# Hello from Cabot Arkansas



## all4honey (May 24, 2013)

Hello,
I am not a beekeeper yet, my husband and I have talked about it a time or two over the years but never pursued it. About two weeks ago while working out in the yard I heard a strange noise. As it got louder I started looking around for the source and saw a huge swarm of bees surrounding one of my large crepe myrtle bushes. After the initial panic subsided at having such a large number of bees show up so close to the house it's been fascinating watching them. They started out in one large mass in the bush about 15 ft up. They have since divided themselves. Some have left and there are two smaller masses still here. One is lower in the bush than the original (about 5 ft off the ground). The second seems to be in a flower pot just above ground level almost straight down from the first. We are toying with the idea of building a top bar hive this weekend. I'm here to learn, we have more questions than answers.

Terry


----------



## AmericasBeekeeper (Jan 24, 2010)

Welcome Terry!


----------



## jamest (Apr 30, 2013)

Same thing happen to me in april. found a small swarm and built a tbh the next day to catch them. they are doing great now.


----------



## all4honey (May 24, 2013)

How did you get them into the TBH?


----------



## jamest (Apr 30, 2013)

They were about head high on a plum tree. I just placed the hive under the swarm and brushed them into it. A couple days later the left the hive and I have to brush them in again.
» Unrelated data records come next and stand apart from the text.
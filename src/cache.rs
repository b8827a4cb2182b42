//! Content-addressed response cache.
//!
//! Keyed by a SHA-256 digest of the canonical JSON encoding of the fully
//! resolved [`CompletionRequest`] — messages in order, system prompt,
//! model, temperature, max tokens. Structurally identical requests always
//! address the same entry; any field difference (including message order)
//! produces a different key. The digest is stable across processes, so
//! multiple gateway instances sharing a [`KvStore`] deduplicate each
//! other's work.
//!
//! Entries carry a fixed TTL (default one hour) and there is no explicit
//! invalidation path: staleness is bounded by the TTL. Caching completions
//! produced at non-zero temperature is a deliberate fidelity/cost
//! trade-off; callers that need fresh sampling disable the cache per
//! request.
//!
//! The cache is a pure optimization layer, never a correctness
//! dependency: backend failures degrade lookups to misses and skip
//! stores, with a warning and an error counter.

use std::sync::Arc;
use std::time::Duration;

use sha2::{Digest, Sha256};
use tracing::warn;

use crate::store::KvStore;
use crate::telemetry;
use crate::types::{CompletionRequest, CompletionResponse};

/// Configuration for the response cache.
#[derive(Debug, Clone)]
pub struct CacheConfig {
    /// Time-to-live for cached entries. Default: 1 hour.
    pub ttl: Duration,
}

impl Default for CacheConfig {
    fn default() -> Self {
        Self {
            ttl: Duration::from_secs(3600),
        }
    }
}

impl CacheConfig {
    /// Create a new config with sensible defaults.
    pub fn new() -> Self {
        Self::default()
    }

    /// Set the time-to-live for cached entries.
    pub fn ttl(mut self, ttl: Duration) -> Self {
        self.ttl = ttl;
        self
    }
}

/// Response cache over a shared key-value store.
pub struct ResponseCache {
    store: Arc<dyn KvStore>,
    config: CacheConfig,
}

impl ResponseCache {
    pub fn new(store: Arc<dyn KvStore>, config: CacheConfig) -> Self {
        Self { store, config }
    }

    /// Look up a cached response for a structurally identical request.
    ///
    /// Returns `None` on miss, on an unreadable entry, and on backend
    /// failure. Emits hit/miss metrics.
    pub async fn lookup(&self, request: &CompletionRequest) -> Option<CompletionResponse> {
        let key = cache_key(request);
        let raw = match self.store.get(&key).await {
            Ok(raw) => raw,
            Err(e) => {
                metrics::counter!(telemetry::CACHE_ERRORS_TOTAL).increment(1);
                warn!(error = %e, "cache lookup failed, treating as miss");
                return None;
            }
        };
        match raw.as_deref().map(serde_json::from_str::<CompletionResponse>) {
            Some(Ok(response)) => {
                metrics::counter!(telemetry::CACHE_HITS_TOTAL).increment(1);
                Some(response)
            }
            Some(Err(e)) => {
                metrics::counter!(telemetry::CACHE_ERRORS_TOTAL).increment(1);
                warn!(error = %e, "cache entry unreadable, treating as miss");
                None
            }
            None => {
                metrics::counter!(telemetry::CACHE_MISSES_TOTAL).increment(1);
                None
            }
        }
    }

    /// Store a response under its request's content address.
    ///
    /// Backend failures are logged and swallowed; a missed store only
    /// costs a future cache miss.
    pub async fn store(&self, request: &CompletionRequest, response: &CompletionResponse) {
        let key = cache_key(request);
        let encoded = match serde_json::to_string(response) {
            Ok(encoded) => encoded,
            Err(e) => {
                warn!(error = %e, "failed to encode response for cache");
                return;
            }
        };
        if let Err(e) = self.store.set(&key, encoded, self.config.ttl).await {
            metrics::counter!(telemetry::CACHE_ERRORS_TOTAL).increment(1);
            warn!(error = %e, "cache store failed, skipping");
        }
    }
}

/// Compute the content address of a request.
///
/// SHA-256 over the canonical JSON encoding. serde_json emits struct
/// fields and sequence elements in declaration order, so the encoding is
/// stable and order-preserving across processes.
fn cache_key(request: &CompletionRequest) -> String {
    let canonical =
        serde_json::to_string(request).expect("CompletionRequest serialization cannot fail");
    let digest = Sha256::digest(canonical.as_bytes());
    format!("cache:{digest:x}")
}
//! Completion request types.
//!
//! [`CompletionParams`] is what callers hand to the gateway: everything
//! optional defaults from gateway configuration. [`CompletionRequest`] is
//! the fully resolved form, every field concrete, and its structural
//! equality (order-sensitive on messages) is the cache identity.

use serde::{Deserialize, Serialize};

use super::message::Message;

/// Caller-facing request parameters (provider-agnostic).
///
/// Unset fields are resolved against the gateway's configured defaults
/// before any admission, trimming, or caching takes place.
#[derive(Debug, Clone, Default)]
pub struct CompletionParams {
    pub messages: Vec<Message>,
    pub system_prompt: Option<String>,
    pub model: Option<String>,
    pub temperature: Option<f32>,
    pub max_tokens: Option<u32>,
    /// Serve structurally identical requests from the response cache.
    /// Default: true.
    pub use_cache: Option<bool>,
    /// Trim conversation history to the configured context budget.
    /// Default: true.
    pub trim_context: Option<bool>,
}

impl CompletionParams {
    pub fn new(messages: Vec<Message>) -> Self {
        Self {
            messages,
            ..Self::default()
        }
    }

    pub fn system_prompt(mut self, prompt: impl Into<String>) -> Self {
        self.system_prompt = Some(prompt.into());
        self
    }

    pub fn model(mut self, model: impl Into<String>) -> Self {
        self.model = Some(model.into());
        self
    }

    pub fn temperature(mut self, temp: f32) -> Self {
        self.temperature = Some(temp);
        self
    }

    pub fn max_tokens(mut self, max: u32) -> Self {
        self.max_tokens = Some(max);
        self
    }

    pub fn use_cache(mut self, enabled: bool) -> Self {
        self.use_cache = Some(enabled);
        self
    }

    pub fn trim_context(mut self, enabled: bool) -> Self {
        self.trim_context = Some(enabled);
        self
    }
}

/// A fully resolved completion request.
///
/// Two requests are *equivalent* iff all fields are structurally equal,
/// including message order. Equivalent requests address the same cache
/// entry; any field difference produces a different cache key.
#[derive(Debug, Clone, PartialEq, Serialize, Deserialize)]
pub struct CompletionRequest {
    pub messages: Vec<Message>,
    pub system_prompt: Option<String>,
    pub model: String,
    pub temperature: f32,
    pub max_tokens: u32,
}
//! # Platform-Specific Implementations
//!
//! Each platform has its own submodule that implements the
//! [`DebugEngine`](crate::engine::DebugEngine) trait with that platform's native APIs:
//!
//! - **Linux**: `/proc/<pid>/mem`
//!   - See: [proc_pid_mem(5)](https://man7.org/linux/man-pages/man5/proc_pid_mem.5.html)
//! - **macOS**: Mach task ports (`task_for_pid`, `mach_vm_read_overwrite`)
//!   - See: [Apple Mach Kernel Programming](https://developer.apple.com/library/archive/documentation/Darwin/Conceptual/KernelProgramming/Mach/Mach.html)
//!
//! Only the module for the current platform is compiled.

#[cfg(target_os = "linux")]
pub mod linux;

#[cfg(target_os = "macos")]
pub mod macos;
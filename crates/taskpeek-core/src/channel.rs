//! # Request Channel
//!
//! Read side of the pipe that carries the target's stdout to the inspector.
//!
//! The channel owns the read end outright; there is no process-wide descriptor state.
//! Reads go through `poll()` so a silent target cannot pin the control loop forever,
//! and the raw byte stream is cut into request lines by a [`LineFramer`].

use std::fs::File;
use std::io::{ErrorKind, Read};
use std::os::fd::{AsFd, AsRawFd, BorrowedFd, OwnedFd, RawFd};
use std::time::Duration;

use taskpeek_protocol::LineFramer;
use tracing::trace;

use crate::error::{PeekError, PeekResult};

const READ_CHUNK: usize = 512;

/// Result of one timed receive.
#[derive(Debug, Clone, PartialEq, Eq)]
pub enum ChannelEvent
{
    /// One complete request line, terminator stripped.
    Message(String),
    /// The timeout elapsed without a complete line.
    Idle,
    /// The writer closed its end and every buffered line has been delivered.
    Closed,
}

/// Inspector-side endpoint of the request channel.
#[derive(Debug)]
pub struct RequestChannel
{
    reader: File,
    framer: LineFramer,
    eof: bool,
}

impl RequestChannel
{
    /// Wrap the read end of a pipe.
    pub fn new(read_end: OwnedFd, max_message_len: usize) -> Self
    {
        Self {
            reader: File::from(read_end),
            framer: LineFramer::new(max_message_len),
            eof: false,
        }
    }

    /// Wait up to `timeout` for the next request line.
    ///
    /// A chunk that completes no line re-arms the wait, so a target that dribbles a
    /// partial line can stretch one call past `timeout`.
    ///
    /// ## Errors
    ///
    /// `ChannelFailed` if `poll()` or `read()` fails for a reason other than `EINTR`.
    pub fn recv(&mut self, timeout: Duration) -> PeekResult<ChannelEvent>
    {
        let mut chunk = [0u8; READ_CHUNK];

        loop {
            if let Some(line) = self.framer.next_line() {
                return Ok(ChannelEvent::Message(line));
            }

            if self.eof {
                return Ok(self.framer.finish().map_or(ChannelEvent::Closed, ChannelEvent::Message));
            }

            if !self.wait_readable(timeout)? {
                return Ok(ChannelEvent::Idle);
            }

            match self.reader.read(&mut chunk) {
                Ok(0) => {
                    trace!("Request channel reached end-of-stream");
                    self.eof = true;
                }
                Ok(n) => {
                    trace!("Read {} byte(s) from request channel", n);
                    self.framer.push(&chunk[..n]);
                }
                Err(e) if e.kind() == ErrorKind::Interrupted => return Ok(ChannelEvent::Idle),
                Err(e) => return Err(PeekError::ChannelFailed(format!("read failed: {e}"))),
            }
        }
    }

    /// Whether end-of-stream has been observed.
    pub fn is_closed(&self) -> bool
    {
        self.eof && !self.framer.has_line()
    }

    /// Number of oversized lines dropped so far.
    pub fn dropped_messages(&self) -> usize
    {
        self.framer.dropped()
    }

    /// `Ok(false)` on timeout or signal interruption.
    #[allow(unsafe_code)] // poll(2)
    fn wait_readable(&self, timeout: Duration) -> PeekResult<bool>
    {
        let mut pollfd = libc::pollfd {
            fd: self.reader.as_raw_fd(),
            events: libc::POLLIN,
            revents: 0,
        };
        let timeout_ms = libc::c_int::try_from(timeout.as_millis()).unwrap_or(libc::c_int::MAX);

        let ready = unsafe { libc::poll(&mut pollfd, 1, timeout_ms) };
        if ready < 0 {
            let err = std::io::Error::last_os_error();
            if err.kind() == ErrorKind::Interrupted {
                return Ok(false);
            }
            return Err(PeekError::ChannelFailed(format!("poll failed: {err}")));
        }

        // POLLHUP / POLLERR also count: the following read reports EOF or the error.
        Ok(ready > 0 && pollfd.revents != 0)
    }
}

impl AsFd for RequestChannel
{
    fn as_fd(&self) -> BorrowedFd<'_>
    {
        self.reader.as_fd()
    }
}

impl AsRawFd for RequestChannel
{
    fn as_raw_fd(&self) -> RawFd
    {
        self.reader.as_raw_fd()
    }
}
This time I locked them in and put a feeder in with them for 3 days while they built some comb and started laying.


----------



## Nmace (Apr 4, 2012)

Welcome to the site.

Since they are a swarm, they are sending out scouts, looking for a home. Once they find one they agree on, they will move along to it.

You might want to check http://arbeekeepers.org/swarms.html#Lonoke and see if one of those people would be willing to help you capture the swarm for your use.

It is a bit far for me to go to do it.


----------



## Nature Coast beek (Jun 10, 2012)

Hello and welcome! I relocated from North Little Rock to present location here in Florida about 4 years ago. I know Cabot very well! Good luck and enjoy yer B's.


----------



## mann (Apr 24, 2013)

hello cabot I am from sw Arkansas close to Texarkana I have 5 langs and one tbh if your in the area sometime come by and talk bees and check out my apiary. welcome and good luck


----------



## all4honey (May 24, 2013)

Thank you, I had tried those two last week. Louis Howard's phone number has been disconnected. Joe Clark is a very nice man but health issues have forced him to stop beekeeping. The more we read here the more we realized that we aren't prepared enough yet to care for bees. I called a gentleman in the next county who keeps bees and he is going to come over tomorrow to catch these. We will keep researching and learning. Maybe we will get lucky enough to have another swarm arrive one day and we will be ready.


----------



## Lazer128 (Dec 15, 2012)

Welcome to the site!


----------



## julysun (Apr 25, 2012)

You can get ready with little cost;

http://www.google.com/imgres?imgurl...1uhUc6ABIfq8gTzj4C4Bg&ved=0CEoQ9QEwAA&dur=599

And welcome! :applause:


----------